Как я стала учёным, чтобы понять свою болезнь

23 октября 2020
Партнёрский материал

Иглоукалывание, бесконечные и бессмысленные анализы, психологи-экстрасенсы, изучение энергетических потоков, гомеопатия, часовые очереди в поликлиниках и больницах, сомнительные лекарства с сильными побочными эффектами — реальность, с которой сталкиваются люди с редкими и неизученными болезнями. Самиздат и биотехнологическая конференция Biotechсlub рассказывают историю Ларисы Шелоуховой, которая не смирилась с неизлечимой болезнью: она стала учёным, изучает эволюционную нейробиологию и планирует бороться со старением человека.

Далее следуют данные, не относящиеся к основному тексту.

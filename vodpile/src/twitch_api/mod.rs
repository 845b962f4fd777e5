//! Twitch Kraken v2 client for listing every video of a channel.
//!
//! The listing endpoint (`/channels/:channel/videos`) is paginated, and its paging metadata
//! is not trustworthy: the reported `_total` can lag behind or run ahead of what the pages
//! actually contain, because the channel owner may add or delete videos while we page
//! through them. The client therefore merges every page into one [`VideoSet`] keyed by
//! video ID and stops as soon as *any* of these holds:
//!
//! 1. the last page contained no videos,
//! 2. we hold at least as many unique videos as the API reports for the channel,
//! 3. (cursor paging only) the API gave us no next-page URL,
//! 4. the configured page cap was reached.
//!
//! # Paging strategies
//!
//! [`PageStrategy::Offset`] assembles page URLs locally by bumping `offset` by the page
//! size. This is the default, because the `next` URLs Twitch hands out drop some of the
//! request parameters (such as `broadcasts`). [`PageStrategy::Cursor`] follows the
//! server-provided `_links.next` instead.
//!
//! # Example Usage
//!
//! ```rust,no_run
//! use vodpile::twitch_api::{TwitchClient, TwitchConfig, into_video_list};
//!
//! # async fn example() -> eyre::Result<()> {
//! let client = TwitchClient::new(reqwest::Client::new(), TwitchConfig::default());
//! let videos = client.fetch_video_list("gsl").await?;
//! for video in into_video_list(videos) {
//!     println!("{}: {}", video.id, video.title);
//! }
//! # Ok(())
//! # }
//! ```

pub mod client;
pub mod config;
pub mod types;
pub mod videos;

pub use client::{BoxError, HttpClient, TwitchClient};
pub use config::{Pagination, TwitchConfig};
pub use types::{FetchError, PageStrategy, PageSummary, StopReason};
pub use videos::{
    PageLinks, Video, VideoLinks, VideoListResponse, VideoSet, decode_videos, into_video_list,
};
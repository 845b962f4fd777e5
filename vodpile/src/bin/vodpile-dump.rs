use clap::Parser;
use eyre::Context;
use std::io::{self, IsTerminal};
use std::path::PathBuf;
use tracing::level_filters::LevelFilter;
use tracing_subscriber::EnvFilter;
use vodpile::titles::parse_video_titles;
use vodpile::twitch_api::Video;
use vodpile::{write_parsed_index, write_video_index};

/// Prints `id:title` for every video in a file written by vodpile-fetch.
#[derive(Debug, Parser)]
#[command(version)]
struct Args {
    /// Path to JSON file to parse
    #[arg(long)]
    input: PathBuf,

    /// Print titles placed in the GSL League/Group/Part/Match/Set hierarchy instead of the
    /// raw titles. Videos whose title is not recognized are reported on stderr.
    #[arg(long)]
    parsed: bool,
}

fn main() -> eyre::Result<()> {
    tracing_subscriber::fmt()
        .with_env_filter(
            EnvFilter::builder()
                .with_default_directive(LevelFilter::INFO.into())
                .from_env_lossy(),
        )
        .with_writer(io::stderr)
        .with_ansi(io::stderr().is_terminal())
        .init();

    let args = Args::parse();

    let json =
        std::fs::read(&args.input).with_context(|| format!("read {}", args.input.display()))?;
    let videos: Vec<Video> = serde_json::from_slice(&json)
        .with_context(|| format!("parse {} as a list of videos", args.input.display()))?;
    tracing::debug!(count = videos.len(), "loaded videos");

    let out = io::BufWriter::new(io::stdout().lock());
    if !args.parsed {
        write_video_index(&videos, out).context("write video index")?;
        return Ok(());
    }

    let index = parse_video_titles(&videos);
    tracing::info!(
        parsed = index.parsed.len(),
        unparsed = index.unparsed.len(),
        "parsed video titles"
    );
    write_parsed_index(&index, out).context("write parsed video index")?;
    Ok(())
}
use clap::Parser;
use eyre::Context;
use std::io::IsTerminal;
use std::path::PathBuf;
use std::time::Duration;
use tokio::io::AsyncWriteExt;
use tracing::level_filters::LevelFilter;
use tracing_subscriber::EnvFilter;
use vodpile::fetch_channel_videos;
use vodpile::twitch_api::config::{DEFAULT_API_BASE, DEFAULT_CLIENT_ID, DEFAULT_PAGE_LIMIT};
use vodpile::twitch_api::{Pagination, TwitchConfig};

/// Fetches the video listing of a Twitch channel and writes it out as a JSON array.
#[derive(Debug, Parser)]
#[command(version)]
struct Args {
    /// Name of Twitch channel to fetch (e.g. 'gsl')
    #[arg(long)]
    channel: String,

    /// Output file; if absent, prints to stdout
    #[arg(long)]
    output: Option<PathBuf>,

    /// Number of videos to request per page
    #[arg(
        long,
        default_value_t = DEFAULT_PAGE_LIMIT,
        value_parser = clap::value_parser!(u32).range(1..=100)
    )]
    limit: u32,

    /// How to find the next page
    #[arg(long, value_enum, default_value_t = Pagination::Offset)]
    pagination: Pagination,

    /// Only list past broadcasts, not highlights
    #[arg(long)]
    broadcasts: bool,

    /// Stop after this many pages (useful for debugging)
    #[arg(long)]
    max_pages: Option<usize>,

    /// Per-request timeout in seconds
    #[arg(long, default_value_t = 30)]
    timeout: u64,

    #[arg(long, env = "VODPILE_CLIENT_ID", default_value = DEFAULT_CLIENT_ID)]
    client_id: String,

    #[arg(long, env = "VODPILE_API_BASE", default_value = DEFAULT_API_BASE)]
    api_base: String,
}

#[tokio::main]
async fn main() -> eyre::Result<()> {
    // stdout may be the JSON output, so logs go to stderr
    tracing_subscriber::fmt()
        .with_env_filter(
            EnvFilter::builder()
                .with_default_directive(LevelFilter::INFO.into())
                .from_env_lossy(),
        )
        .with_writer(std::io::stderr)
        .with_ansi(std::io::stderr().is_terminal())
        .init();

    let args = Args::parse();

    let config = TwitchConfig {
        api_base: args.api_base,
        client_id: args.client_id,
        limit: args.limit,
        pagination: args.pagination,
        broadcasts: args.broadcasts,
        max_pages: args.max_pages,
        ..TwitchConfig::default()
    };

    if let Some(path) = &args.output {
        tracing::info!(path = %path.display(), "writing to output file");
    }

    let videos =
        fetch_channel_videos(&args.channel, config, Duration::from_secs(args.timeout)).await?;
    tracing::info!("Got {} unique videos.", videos.len());

    let mut json = serde_json::to_vec(&videos).context("encode videos as JSON")?;
    json.push(b'\n');

    match &args.output {
        Some(path) => {
            tokio::fs::write(path, &json)
                .await
                .with_context(|| format!("write {}", path.display()))?;
        }
        None => {
            let mut stdout = tokio::io::stdout();
            stdout.write_all(&json).await.context("write to stdout")?;
            stdout.flush().await.context("flush stdout")?;
        }
    }

    Ok(())
}
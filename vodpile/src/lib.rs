use crate::titles::TitleIndex;
use crate::twitch_api::{TwitchClient, TwitchConfig, Video, into_video_list};
use eyre::Context;
use std::io;
use std::time::Duration;

pub mod titles;
pub mod twitch_api;

const USER_AGENT: &str = concat!(env!("CARGO_PKG_NAME"), "/", env!("CARGO_PKG_VERSION"));

/// Fetches metadata for every video in `channel` using a fresh HTTP client.
///
/// Any single request that takes longer than `timeout` fails the whole fetch. The videos
/// come back ordered by ID.
pub async fn fetch_channel_videos(
    channel: &str,
    config: TwitchConfig,
    timeout: Duration,
) -> eyre::Result<Vec<Video>> {
    if channel.is_empty() {
        eyre::bail!("empty channel name; cannot fetch");
    }

    let http = reqwest::Client::builder()
        .timeout(timeout)
        .user_agent(USER_AGENT)
        .build()
        .context("build HTTP client")?;

    let client = TwitchClient::new(http, config);
    let vids = client.fetch_video_list(channel).await?;
    Ok(into_video_list(vids))
}

/// Writes one `id:title` line per video to `out`.
pub fn write_video_index<W: io::Write>(videos: &[Video], mut out: W) -> io::Result<()> {
    for video in videos {
        writeln!(out, "{}:{}", video.id, video.title)?;
    }
    out.flush()
}

/// Writes one `id:title` line per video whose title was recognized, with the title
/// rewritten from its place in the hierarchy.
pub fn write_parsed_index<W: io::Write>(index: &TitleIndex<'_>, mut out: W) -> io::Result<()> {
    for (video, parsed) in &index.parsed {
        writeln!(out, "{}:{}", video.id, parsed.pretty(0))?;
    }
    out.flush()
}

#[cfg(test)]
mod tests {
    use super::*;
    use pretty_assertions::assert_eq;

    #[test]
    fn video_index_lines() {
        let videos: Vec<Video> = serde_json::from_str(
            r#"[
                {"_id": "a526475935", "title": "Code S Group A Part 1", "length": 7245},
                {"_id": "a526475936", "title": "Code S Group A: Part 2"},
                {"_id": "v1"}
            ]"#,
        )
        .unwrap();

        let mut out = Vec::new();
        write_video_index(&videos, &mut out).unwrap();
        assert_eq!(
            String::from_utf8(out).unwrap(),
            "a526475935:Code S Group A Part 1\n\
             a526475936:Code S Group A: Part 2\n\
             v1:\n"
        );
    }

    #[test]
    fn parsed_index_lines() {
        let videos: Vec<Video> = serde_json::from_str(
            r#"[
                {"_id": "a1", "title": "Code S Group A match1 set2.mp4"},
                {"_id": "a2", "title": "Opening ceremony"},
                {"_id": "a3", "title": "2014 GSL Season 1 Code A Group K"}
            ]"#,
        )
        .unwrap();
        let index = crate::titles::parse_video_titles(&videos);

        let mut out = Vec::new();
        write_parsed_index(&index, &mut out).unwrap();
        assert_eq!(
            String::from_utf8(out).unwrap(),
            "a1:Code S Group A Match 1 Set 2\n\
             a3:Code A Group K\n"
        );
        assert_eq!(index.unparsed.len(), 1);
    }

    #[tokio::test]
    async fn empty_channel_is_rejected() {
        let err = fetch_channel_videos("", TwitchConfig::default(), Duration::from_secs(1))
            .await
            .unwrap_err();
        assert!(err.to_string().contains("empty channel name"), "{err}");
    }
}
//! Error types surfaced by [`crate::Pool::acquire`].
//!
//! Expected outcomes and operational failures are represented here as `Result`
//! values. Programmer errors (a CAS that should have succeeded under its documented
//! precondition did not) panic with a diagnostic instead of being wrapped in this
//! enum.

use thiserror::Error;

/// Failure returned by [`crate::Pool::acquire`].
#[derive(Error, Debug)]
pub enum AcquireError<E>
where
    E: std::error::Error + Send + Sync + 'static,
{
    /// No slot became available before the requested deadline.
    #[error("timed out waiting for an available slot")]
    Timeout,

    /// The pool was closed, either before this call started or while it was waiting.
    #[error("pool is closed")]
    Closed,

    /// The allocator failed to produce a value for a newly reserved or recycled slot.
    #[error("allocator failed to create a value")]
    Create(#[source] E),
}
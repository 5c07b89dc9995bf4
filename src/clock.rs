//! Clock abstraction: monotonic milliseconds used for timestamps and deadlines.

use std::sync::atomic::{AtomicI64, Ordering};
use std::sync::Arc;
use std::time::Instant;

/// Supplies the current time in milliseconds, for slot timestamps and acquire deadlines.
///
/// Readings must be monotonic: a later call must never return a value smaller than an
/// earlier one, even across NTP steps or manual clock changes. Deadlines and idle-time
/// computations throughout the pool assume this holds.
pub trait Clock: Send + Sync {
    /// Current time in milliseconds since an arbitrary but fixed epoch.
    fn millis(&self) -> i64;
}

impl<C: Clock + ?Sized> Clock for Arc<C> {
    fn millis(&self) -> i64 {
        (**self).millis()
    }
}

/// A [`Clock`] backed by [`Instant`], so readings can never regress the way a wall clock
/// can under an NTP step or a manual time change.
#[derive(Debug, Clone, Copy)]
pub struct SystemClock {
    start: Instant,
}

impl Default for SystemClock {
    fn default() -> Self {
        Self { start: Instant::now() }
    }
}

impl Clock for SystemClock {
    fn millis(&self) -> i64 {
        self.start.elapsed().as_millis() as i64
    }
}

/// A [`Clock`] test double whose reading is set directly by the test driving it.
#[derive(Debug, Default)]
pub struct ManualClock {
    millis: AtomicI64,
}

impl ManualClock {
    /// Construct a manual clock starting at `millis`.
    pub fn new(millis: i64) -> Self {
        Self {
            millis: AtomicI64::new(millis),
        }
    }

    /// Set the clock's reading.
    pub fn set(&self, millis: i64) {
        self.millis.store(millis, Ordering::Release);
    }

    /// Advance the clock's reading by `delta` milliseconds.
    pub fn advance(&self, delta: i64) {
        self.millis.fetch_add(delta, Ordering::AcqRel);
    }
}

impl Clock for ManualClock {
    fn millis(&self) -> i64 {
        self.millis.load(Ordering::Acquire)
    }
}
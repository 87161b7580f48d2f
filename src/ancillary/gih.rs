//! Brush pipe `.gih` (spec §6): two lines of UTF-8 text (name; then `count
//! param:value …`), then `count` back-to-back `.gbr` blobs.

use crate::ancillary::gbr::GbrBrush;
use crate::cursor::Cursor;
use crate::error::{Error, Result};
use linked_hash_map::LinkedHashMap;

#[derive(Clone, Debug, PartialEq)]
pub struct GihBrushSet {
    pub name: String,
    /// `param:value` pairs from the second line (`ncells`, `dim`, `cols`,
    /// `rows`, `placement`, `rank0`, `sel0`, …), in the reference editor's
    /// `gimp-image-pipe-parameters` parasite shape. Kept in on-disk order —
    /// the pipe editor relies on position (`rows`/`cols` before
    /// `placement`), not key lookup.
    pub params: LinkedHashMap<String, String>,
    pub brushes: Vec<GbrBrush>,
}

impl GihBrushSet {
    pub fn from_bytes(data: &[u8]) -> Result<Self> {
        let text_end = find_nth_newline(data, 2).ok_or(Error::Truncated {
            offset: 0,
            needed: 1,
            available: data.len(),
        })?;
        let text = std::str::from_utf8(&data[..text_end]).map_err(|_| Error::InvalidString { offset: 0 })?;
        let mut lines = text.lines();

        let name = lines.next().ok_or(Error::Truncated { offset: 0, needed: 1, available: 0 })?.to_string();
        let second_line = lines.next().ok_or(Error::Truncated { offset: 0, needed: 1, available: 0 })?;
        let mut fields = second_line.split(' ');

        let count: usize = fields
            .next()
            .and_then(|s| s.parse().ok())
            .ok_or(Error::InvalidString { offset: name.len() + 1 })?;

        let mut params = LinkedHashMap::new();
        for field in fields {
            if let Some((key, value)) = field.split_once(':') {
                params.insert(key.trim().to_string(), value.trim().to_string());
            }
        }

        let mut offset = text_end;
        let mut brushes = Vec::with_capacity(count);
        for _ in 0..count {
            let brush = GbrBrush::from_bytes(&data[offset..])?;
            offset += brush_blob_len(&data[offset..], &brush)?;
            brushes.push(brush);
        }

        Ok(GihBrushSet { name, params, brushes })
    }

    pub fn to_bytes(&self) -> Vec<u8> {
        let mut out = Vec::new();
        out.extend_from_slice(self.name.as_bytes());
        out.push(b'\n');

        let mut second_line = self.brushes.len().to_string();
        for (key, value) in &self.params {
            second_line.push(' ');
            second_line.push_str(key);
            second_line.push(':');
            second_line.push_str(value);
        }
        out.extend_from_slice(second_line.as_bytes());
        out.push(b'\n');

        for brush in &self.brushes {
            out.extend(brush.to_bytes());
        }
        out
    }
}

/// `.gbr`'s own `header_size` field gives the offset where its pixel
/// payload starts; the blob ends after that payload.
fn brush_blob_len(blob: &[u8], brush: &GbrBrush) -> Result<usize> {
    let header_size = Cursor::new(blob).read_u32()? as usize;
    Ok(header_size + brush.pixels.len())
}

fn find_nth_newline(data: &[u8], n: usize) -> Option<usize> {
    let mut found = 0;
    for (i, &byte) in data.iter().enumerate() {
        if byte == b'\n' {
            found += 1;
            if found == n {
                return Some(i + 1);
            }
        }
    }
    None
}

#[cfg(test)]
mod tests {
    use super::*;

    #[test]
    fn round_trips_sub_brushes() {
        let brush = |name: &str| GbrBrush {
            width: 2,
            height: 2,
            bpp: 1,
            spacing: 10,
            name: name.to_string(),
            pixels: vec![1, 2, 3, 4],
        };

        let mut params = LinkedHashMap::new();
        params.insert("ncells".to_string(), "7".to_string());
        params.insert("cols".to_string(), "1".to_string());
        params.insert("rows".to_string(), "7".to_string());
        params.insert("placement".to_string(), "constant".to_string());

        let set = GihBrushSet {
            name: "pipe".to_string(),
            params,
            brushes: (0..7).map(|i| brush(&format!("cell{i}"))).collect(),
        };

        let encoded = set.to_bytes();
        let decoded = GihBrushSet::from_bytes(&encoded).unwrap();
        assert_eq!(decoded, set);
        assert_eq!(decoded.brushes.len(), 7);

        let second_line = std::str::from_utf8(&encoded).unwrap().lines().nth(1).unwrap();
        assert_eq!(second_line, "7 ncells:7 cols:1 rows:7 placement:constant");
    }
}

Когда преподаватели хореографии хвалили меня за изящный и высокий подъём стопы — как у профессиональных балерин, мы ещё не знали, что это один из симптомов моей болезни, с которой мне только предстояло столкнуться и которую я пытаюсь победить уже шестнадцать лет. Я была обычным ребёнком из Костромы: ходила в школу и получала хорошие оценки, после уроков делала домашние задания, занималась пением и танцами в ансамбле «Данс-Вояж». Мне нравилось танцевать, меня хвалили — за свод пяточной и плюсневой костей, образующих «арку» в соединении. Я не воспринимала это как дефект и радовалась, что без труда растягиваю стопы и могу дольше остальных стоять на полупальцах.

В четырнадцать лет всё изменилось. Во время ходьбы даже по плоской поверхности я постоянно подворачивала ноги. Доходило чуть ли не до переломов, стопы опухали, и приходилось заматывать их эластичными бинтами. Я пропустила свой выпускной в девятом классе, потому что неаккуратно спрыгнула со ступенек около подъезда. Раньше я без проблем их перепрыгивала, но в этот раз подвернула ногу так, что пришлось наложить гипс. Тогда я ещё не привыкла, что мне нужно быть осторожней. Про занятия танцами пришлось забыть: я больше не могла вставать на полупальцы. 

Походка изменилась, стала неуклюжей, и я начала испытывать дискомфорт даже при обычной ходьбе. Я чувствовала, что мышцы ног не слушаются и стопы просто заваливаются наружу. Просыпалась посреди ночи от судорог в икроножных мышцах и, чтобы избавиться от боли, расслабляла их при помощи растяжки. По ощущениям — будто накануне была тяжёлая тренировка, только мышечные сокращения чаще и намного больнее. Ноги стали постоянно мёрзнуть, даже если надеть шерстяные носки и очень тёплую обувь. Зимой я начала подкладывать в ботинки специальные грелки для ног, иначе ступни немели и ходить становилось намного сложнее. 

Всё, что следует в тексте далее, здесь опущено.